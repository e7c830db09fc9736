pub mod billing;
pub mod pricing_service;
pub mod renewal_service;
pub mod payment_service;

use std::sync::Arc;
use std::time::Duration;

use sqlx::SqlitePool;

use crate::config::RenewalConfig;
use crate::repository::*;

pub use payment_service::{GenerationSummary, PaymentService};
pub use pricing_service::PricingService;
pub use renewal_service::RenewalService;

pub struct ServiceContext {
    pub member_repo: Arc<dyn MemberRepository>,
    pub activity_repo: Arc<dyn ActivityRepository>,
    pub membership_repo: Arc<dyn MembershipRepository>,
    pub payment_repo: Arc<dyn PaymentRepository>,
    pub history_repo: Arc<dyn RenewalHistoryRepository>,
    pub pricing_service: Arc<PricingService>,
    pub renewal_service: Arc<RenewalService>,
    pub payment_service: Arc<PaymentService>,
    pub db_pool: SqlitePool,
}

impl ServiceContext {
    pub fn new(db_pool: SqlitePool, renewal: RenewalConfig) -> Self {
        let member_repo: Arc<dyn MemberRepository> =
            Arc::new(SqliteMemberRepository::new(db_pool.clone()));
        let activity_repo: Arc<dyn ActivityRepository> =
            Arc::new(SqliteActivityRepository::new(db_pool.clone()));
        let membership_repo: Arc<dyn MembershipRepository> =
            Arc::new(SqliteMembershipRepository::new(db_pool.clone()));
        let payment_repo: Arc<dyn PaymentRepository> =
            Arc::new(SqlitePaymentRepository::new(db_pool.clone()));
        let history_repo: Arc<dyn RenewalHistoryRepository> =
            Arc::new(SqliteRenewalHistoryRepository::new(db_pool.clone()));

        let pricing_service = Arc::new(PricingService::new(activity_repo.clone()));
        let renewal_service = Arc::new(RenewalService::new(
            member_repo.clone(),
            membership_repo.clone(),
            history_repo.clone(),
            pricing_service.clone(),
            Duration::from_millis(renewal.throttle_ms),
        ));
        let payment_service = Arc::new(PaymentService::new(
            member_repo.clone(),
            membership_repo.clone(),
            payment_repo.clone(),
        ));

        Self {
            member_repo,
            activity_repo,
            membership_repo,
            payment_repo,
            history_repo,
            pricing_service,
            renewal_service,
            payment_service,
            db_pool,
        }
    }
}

#####

• _Task requirements_:
Quote verbatim the opening lines of the listing above, ending with the line where "Arc::new(SqliteActivityRepository::new(db_pool.clone()));" appears; include both endpoints and nothing more.

• _Result for this exercise_:
repository e7c830db09fc9736
pub mod billing;
pub mod pricing_service;
pub mod renewal_service;
pub mod payment_service;

use std::sync::Arc;
use std::time::Duration;

use sqlx::SqlitePool;

use crate::config::RenewalConfig;
use crate::repository::*;

pub use payment_service::{GenerationSummary, PaymentService};
pub use pricing_service::PricingService;
pub use renewal_service::RenewalService;

pub struct ServiceContext {
    pub member_repo: Arc<dyn MemberRepository>,
    pub activity_repo: Arc<dyn ActivityRepository>,
    pub membership_repo: Arc<dyn MembershipRepository>,
    pub payment_repo: Arc<dyn PaymentRepository>,
    pub history_repo: Arc<dyn RenewalHistoryRepository>,
    pub pricing_service: Arc<PricingService>,
    pub renewal_service: Arc<RenewalService>,
    pub payment_service: Arc<PaymentService>,
    pub db_pool: SqlitePool,
}

impl ServiceContext {
    pub fn new(db_pool: SqlitePool, renewal: RenewalConfig) -> Self {
        let member_repo: Arc<dyn MemberRepository> =
            Arc::new(SqliteMemberRepository::new(db_pool.clone()));
        let activity_repo: Arc<dyn ActivityRepository> =
            Arc::new(SqliteActivityRepository::new(db_pool.clone()));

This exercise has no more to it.